** Your objective **
Can you quote the records below in full, word for word?

Start of Material for the task

#![no_main]

use arbitrary::Arbitrary;
use libfuzzer_sys::fuzz_target;
use wavebattle::territory::validate_transition;
use wavebattle::{
    BattleId, BattleSession, BattleSettings, BattleStatus, Creature, CreatureStats, ElementType,
    PlayerId, TerritorialBattleConfig,
};

/// A client action against the session.
#[derive(Arbitrary, Debug)]
enum Action {
    Join { second: bool },
    Deploy { second: bool, lane: u8, health: u8, attack: u8, speed: u8, element: u8 },
    Ready { second: bool },
    Forfeit { second: bool },
    Disconnect { second: bool },
    Tick { after_ms: u16 },
}

/// Structured input for session fuzzing.
#[derive(Arbitrary, Debug)]
struct SessionInput {
    waves: u8,
    lanes: u8,
    interval: u8,
    cross_lane: bool,
    actions: Vec<Action>,
}

fuzz_target!(|input: SessionInput| {
    let settings = BattleSettings {
        battle: TerritorialBattleConfig {
            wave_count: u32::from(input.waves % 4 + 1),
            lane_count: usize::from(input.lanes % 4 + 1),
            wave_interval: u64::from(input.interval % 5 + 1),
            allow_cross_lane_movement: input.cross_lane,
            ..TerritorialBattleConfig::default()
        },
        ..BattleSettings::default()
    };
    let lane_count = settings.battle.lane_count;
    let players = [PlayerId::from("p1"), PlayerId::from("p2")];
    let Ok(mut session) = BattleSession::create(BattleId(1), players.clone(), settings, 0) else {
        return;
    };
    let pick = |second: bool| &players[usize::from(second)];

    let mut now = 0u64;
    let mut previous = session.battle().state.clone();
    let mut started = false;
    for action in input.actions.iter().take(512) {
        // Rejections are expected; only panics and broken state are bugs.
        match action {
            Action::Join { second } => {
                let _ = session.join(pick(*second), now);
            }
            Action::Deploy { second, lane, health, attack, speed, element } => {
                let stats = CreatureStats {
                    health: u32::from(*health),
                    attack: u32::from(*attack),
                    defense: 1,
                    speed: u32::from(*speed),
                    element: ElementType::ALL[usize::from(*element) % ElementType::ALL.len()],
                    special_ability: None,
                };
                let creature = Creature::new("fuzz", "Fuzz", stats);
                let _ = session.deploy(pick(*second), creature, usize::from(*lane % 6), now);
            }
            Action::Ready { second } => {
                let _ = session.ready(pick(*second), now);
            }
            Action::Forfeit { second } => {
                let _ = session.forfeit(pick(*second), now);
            }
            Action::Disconnect { second } => {
                let _ = session.disconnect(pick(*second), now);
            }
            Action::Tick { after_ms } => {
                now += u64::from(*after_ms);
                let _ = session.tick(now);
            }
        }

        let battle = session.battle();
        if battle.status != BattleStatus::Waiting {
            started = true;
        }
        if started {
            assert_ne!(battle.status, BattleStatus::Waiting, "status went back to waiting");
        }
        assert!(session.drawing_phases() <= battle.config.wave_count);
        if battle.diagnostic.is_none() {
            assert!(validate_transition(&previous, &battle.state, lane_count).is_ok());
        }
        previous = battle.state.clone();
    }
});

End of Material for the task

** Reply to the task **
#![no_main]

use arbitrary::Arbitrary;
use libfuzzer_sys::fuzz_target;
use wavebattle::territory::validate_transition;
use wavebattle::{
    BattleId, BattleSession, BattleSettings, BattleStatus, Creature, CreatureStats, ElementType,
    PlayerId, TerritorialBattleConfig,
};

/// A client action against the session.
#[derive(Arbitrary, Debug)]
enum Action {
    Join { second: bool },
    Deploy { second: bool, lane: u8, health: u8, attack: u8, speed: u8, element: u8 },
    Ready { second: bool },
    Forfeit { second: bool },
    Disconnect { second: bool },
    Tick { after_ms: u16 },
}

/// Structured input for session fuzzing.
#[derive(Arbitrary, Debug)]
struct SessionInput {
    waves: u8,
    lanes: u8,
    interval: u8,
    cross_lane: bool,
    actions: Vec<Action>,
}

fuzz_target!(|input: SessionInput| {
    let settings = BattleSettings {
        battle: TerritorialBattleConfig {
            wave_count: u32::from(input.waves % 4 + 1),
            lane_count: usize::from(input.lanes % 4 + 1),
            wave_interval: u64::from(input.interval % 5 + 1),
            allow_cross_lane_movement: input.cross_lane,
            ..TerritorialBattleConfig::default()
        },
        ..BattleSettings::default()
    };
    let lane_count = settings.battle.lane_count;
    let players = [PlayerId::from("p1"), PlayerId::from("p2")];
    let Ok(mut session) = BattleSession::create(BattleId(1), players.clone(), settings, 0) else {
        return;
    };
    let pick = |second: bool| &players[usize::from(second)];

    let mut now = 0u64;
    let mut previous = session.battle().state.clone();
    let mut started = false;
    for action in input.actions.iter().take(512) {
        // Rejections are expected; only panics and broken state are bugs.
        match action {
            Action::Join { second } => {
                let _ = session.join(pick(*second), now);
            }
            Action::Deploy { second, lane, health, attack, speed, element } => {
                let stats = CreatureStats {
                    health: u32::from(*health),
                    attack: u32::from(*attack),
                    defense: 1,
                    speed: u32::from(*speed),
                    element: ElementType::ALL[usize::from(*element) % ElementType::ALL.len()],
                    special_ability: None,
                };
                let creature = Creature::new("fuzz", "Fuzz", stats);
                let _ = session.deploy(pick(*second), creature, usize::from(*lane % 6), now);
            }
            Action::Ready { second } => {
                let _ = session.ready(pick(*second), now);
            }
            Action::Forfeit { second } => {
                let _ = session.forfeit(pick(*second), now);
            }
            Action::Disconnect { second } => {
                let _ = session.disconnect(pick(*second), now);
            }
            Action::Tick { after_ms } => {
                now += u64::from(*after_ms);
                let _ = session.tick(now);
            }
        }

        let battle = session.battle();
        if battle.status != BattleStatus::Waiting {
            started = true;
        }
        if started {
            assert_ne!(battle.status, BattleStatus::Waiting, "status went back to waiting");
        }
        assert!(session.drawing_phases() <= battle.config.wave_count);
        if battle.diagnostic.is_none() {
            assert!(validate_transition(&previous, &battle.state, lane_count).is_ok());
        }
        previous = battle.state.clone();
    }
});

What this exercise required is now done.